A few weeks later, the pistol came back, but with nothing to indicate what had been done to it. As soon as we could, we again took it to the range and proceeded to load up a magazine with some of the Ultramax 200-grain LSWC ammunition that had been one of the “problem” selections initially. To our dismay, we again experienced severe failures to return to battery. The first round chambered from slidelock. The second round locked up the pistol. After clearing the stoppage, we reloaded the magazine and tried again, with the exact same result: the first round fed from slidelock, and the second round locked up the pistol.
At this point, rather than fight with other ammunition types, we field stripped the pistol to remove the barrel and we then took several rounds from each box of the types that had given us problems before, and tried dropping them into the chamber (the aptly-named “plunk” test). What we found was that, out of ten rounds of each of the different types, anywhere from four to six rounds would not “plunk” cleanly into the chamber. Further, when we manually extracted these rounds, we could feel resistance; something was grabbing the round inside.
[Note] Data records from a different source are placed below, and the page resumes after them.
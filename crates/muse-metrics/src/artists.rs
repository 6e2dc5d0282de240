//! Per-artist metrics: uniqueness-aware distributions, rankings, scatter

use crate::result::{GroupedCountResult, HistogramResult, ScatterResult, TopArtistsResult};
use muse_domain::{ArtworkRecord, Gender};
use muse_stats::{
    artist_identity, scatter_subset, top_k, ArtistAggregator, BinSet, UniqueCounter, YearRange,
};
use tracing::debug;

/// Distinct artists per nationality, top `top_n` by total.
///
/// Counts artists, not artworks: two works by the same artist add one.
/// Records with an unresolved creator are excluded entirely.
pub fn artists_by_nationality(records: &[ArtworkRecord], top_n: usize) -> GroupedCountResult {
    debug!(records = records.len(), top_n, "counting artists by nationality");

    let mut counter = UniqueCounter::new();
    for record in records {
        let Some(identity) = artist_identity(record) else {
            continue;
        };
        if let Some(nationality) = record.nationality.as_deref() {
            counter.add(nationality, record.gender, &identity);
        }
    }

    let totals = counter.totals();
    GroupedCountResult::from_groups(counter.into_top(top_n), totals)
}

/// Distinct artists per birth decade.
///
/// The decade axis is derived from the birth years of resolved creators
/// within the plausibility domain; intermediate empty decades stay on the
/// axis.
pub fn artists_by_birth_decade(records: &[ArtworkRecord], domain: YearRange) -> HistogramResult {
    debug!(records = records.len(), "counting artists by birth decade");

    let years: Vec<i32> = records
        .iter()
        .filter(|record| record.known_creator().is_some())
        .filter_map(|record| record.birth_year)
        .collect();
    let bins = BinSet::decades(&years, domain);

    let mut counter = UniqueCounter::new();
    for bin in &bins.bins {
        counter.ensure(&bin.label);
    }
    for record in records {
        let Some(identity) = artist_identity(record) else {
            continue;
        };
        let Some(year) = record.birth_year else {
            continue;
        };
        if let Some(idx) = bins.index_of(year as f64) {
            counter.add(&bins.bins[idx].label, record.gender, &identity);
        }
    }

    let tallies = counter
        .into_ordered()
        .into_iter()
        .map(|(_, counts)| counts)
        .collect();
    HistogramResult::from_tallies(bins, tallies)
}

/// Top `k` artists by artwork count, per gender
pub fn top_artists(records: &[ArtworkRecord], k: usize) -> TopArtistsResult {
    debug!(records = records.len(), k, "ranking artists");

    let ranked = ArtistAggregator::from_records(records).into_ranked();
    TopArtistsResult {
        male: top_k(&ranked, Gender::Male, k),
        female: top_k(&ranked, Gender::Female, k),
        unknown: top_k(&ranked, Gender::Unknown, k),
    }
}

/// Scatter points of birth year against artwork count.
///
/// Only artists with a birth year inside the domain and at least two
/// artworks are included.
pub fn artist_scatter(records: &[ArtworkRecord], domain: YearRange) -> ScatterResult {
    debug!(records = records.len(), "building artist scatter");

    let ranked = ArtistAggregator::from_records(records).into_ranked();
    ScatterResult {
        points: scatter_subset(&ranked, domain),
    }
}

#[cfg(test)]
mod tests {
    use super::*;
    use muse_domain::UNKNOWN_CREATOR;

    fn artist_record(name: &str, gender: Gender) -> ArtworkRecord {
        ArtworkRecord::new(gender).with_creator(name)
    }

    #[test]
    fn test_artists_by_nationality_dedups() {
        let records = vec![
            artist_record("Anna Ancher", Gender::Female)
                .with_birth_year(1859)
                .with_nationality("Danish"),
            artist_record("Anna Ancher", Gender::Female)
                .with_birth_year(1859)
                .with_nationality("Danish"),
            artist_record("Michael Ancher", Gender::Male)
                .with_birth_year(1849)
                .with_nationality("Danish"),
            artist_record(UNKNOWN_CREATOR, Gender::Unknown).with_nationality("Danish"),
        ];
        let result = artists_by_nationality(&records, 10);

        assert_eq!(result.labels, vec!["Danish"]);
        assert_eq!(result.counts.female, vec![1]);
        assert_eq!(result.counts.male, vec![1]);
        // The unknown-creator record contributes nothing
        assert_eq!(result.counts.unknown, vec![0]);
    }

    #[test]
    fn test_artists_by_birth_decade_keeps_empty_decades() {
        let records = vec![
            artist_record("A", Gender::Male).with_birth_year(1600),
            artist_record("A", Gender::Male).with_birth_year(1600),
            artist_record("B", Gender::Female).with_birth_year(1625),
        ];
        let result = artists_by_birth_decade(&records, YearRange::default());

        assert_eq!(result.labels, vec!["1600s", "1610s", "1620s"]);
        // Two records, one distinct artist
        assert_eq!(result.counts.male, vec![1, 0, 0]);
        assert_eq!(result.counts.female, vec![0, 0, 1]);
    }

    #[test]
    fn test_artists_by_birth_decade_empty() {
        let result = artists_by_birth_decade(&[], YearRange::default());
        assert!(result.labels.is_empty());
        assert_eq!(result.totals.total(), 0);
    }

    #[test]
    fn test_top_artists_split_by_gender() {
        let records = vec![
            artist_record("A", Gender::Female),
            artist_record("A", Gender::Female),
            artist_record("B", Gender::Female),
            artist_record("C", Gender::Male),
        ];
        let result = top_artists(&records, 1);

        assert_eq!(result.female.len(), 1);
        assert_eq!(result.female[0].name, "A");
        assert_eq!(result.male[0].name, "C");
        assert!(result.unknown.is_empty());
    }

    #[test]
    fn test_artist_scatter_policy() {
        let records = vec![
            artist_record("A", Gender::Female).with_birth_year(1859),
            artist_record("A", Gender::Female).with_birth_year(1859),
            artist_record("B", Gender::Male).with_birth_year(1850),
        ];
        let result = artist_scatter(&records, YearRange::default());

        // B has only one artwork and is filtered out
        assert_eq!(result.points.len(), 1);
        assert_eq!(result.points[0].name, "A");
        assert_eq!(result.points[0].artworks, 2);
    }
}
Since all the FMJ ammunition (except the steel-cased TulAmmo) chambered and extracted cleanly, we decided that the problem probably wasn’t a tight chamber. The other suspect, then, was the possibility of the barrel not being reamed to provide sufficient freebore. We fired off another e-mail to Umarex USA and followed up with another telephone call. We learned that their gunsmith had replaced and tuned the extractor, but he had apparently not understood what problem we had encountered and had not done anything to the barrel. Umarex readily agreed to send us a replacement barrel, which arrived a couple of days later. (Without a link–fortunately, we had a supply of pins and standard .278” barrel links on hand.) Before even installing the replacement barrel we took out the ammo carrier and subjected the new barrel to the plunk test with each of the types that had given us problems. Happy feet! They all passed the plunk test, so we installed the new barrel in the pistol and headed back to the range.
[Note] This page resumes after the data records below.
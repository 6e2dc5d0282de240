//! Geodesic distance and weighted distance summaries
//!
//! Distances are great-circle kilometers on a fixed-radius sphere. The
//! summary statistics treat each (distance, occurrence count) pair as that
//! many repeated observations, so a location referenced by 40 artworks
//! pulls the median accordingly.

use crate::summary::{
    weighted_max, weighted_mean, weighted_median, weighted_min, weighted_percentile,
};
use serde::{Deserialize, Serialize};

/// Mean sphere radius used for all great-circle distances, in kilometers
pub const EARTH_RADIUS_KM: f64 = 6371.0;

/// Haversine great-circle distance between two points, in kilometers.
///
/// Inputs are degrees. Half-angle/atan2 form.
pub fn haversine_km(lat1: f64, lon1: f64, lat2: f64, lon2: f64) -> f64 {
    let d_lat = (lat2 - lat1).to_radians();
    let d_lon = (lon2 - lon1).to_radians();

    let a = (d_lat / 2.0).sin().powi(2)
        + lat1.to_radians().cos() * lat2.to_radians().cos() * (d_lon / 2.0).sin().powi(2);
    let c = 2.0 * a.sqrt().atan2((1.0 - a).sqrt());

    EARTH_RADIUS_KM * c
}

/// Distance statistics over a weighted set of locations
#[derive(Clone, Copy, Debug, Default, PartialEq, Serialize, Deserialize)]
pub struct DistanceSummary {
    pub min: f64,
    pub q1: f64,
    pub median: f64,
    pub q3: f64,
    pub max: f64,
    pub avg: f64,
}

impl DistanceSummary {
    /// Summarize (distance_km, occurrence count) pairs.
    ///
    /// Returns the all-zero summary when the total weight is zero, so a
    /// gender with no located artworks still yields a valid shape.
    pub fn from_weighted(pairs: &[(f64, u64)]) -> Self {
        Self {
            min: weighted_min(pairs),
            q1: weighted_percentile(pairs, 0.25),
            median: weighted_median(pairs),
            q3: weighted_percentile(pairs, 0.75),
            max: weighted_max(pairs),
            avg: weighted_mean(pairs),
        }
    }
}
The new barrel hand-cycled smoothly, so we confess to not performing a rigorous check on lug engagement. Nothing seemed to be hanging up or “crashing,” so we felt sufficiently confident in the drop-in fit to proceed with test firing to verify functionality with the various types of ammunition that had created problems. And … they all ran through the pistol flawlessly. We felt that our diagnosis of inadequate freebore in the original barrel was correct, and a subsequent inspection on the bench with a bore light confirmed that the first barrel had essentially zero freebore.
Judging by the markings on the pistol and the serial number, we conjecture that it was from a fairly early production run. Unless there are severe variances in production tolerances at the factory, we expect that current production pistols will have barrels like the replacement we installed, and that severe stoppages such as we encountered should not be a concern for prospective buyers.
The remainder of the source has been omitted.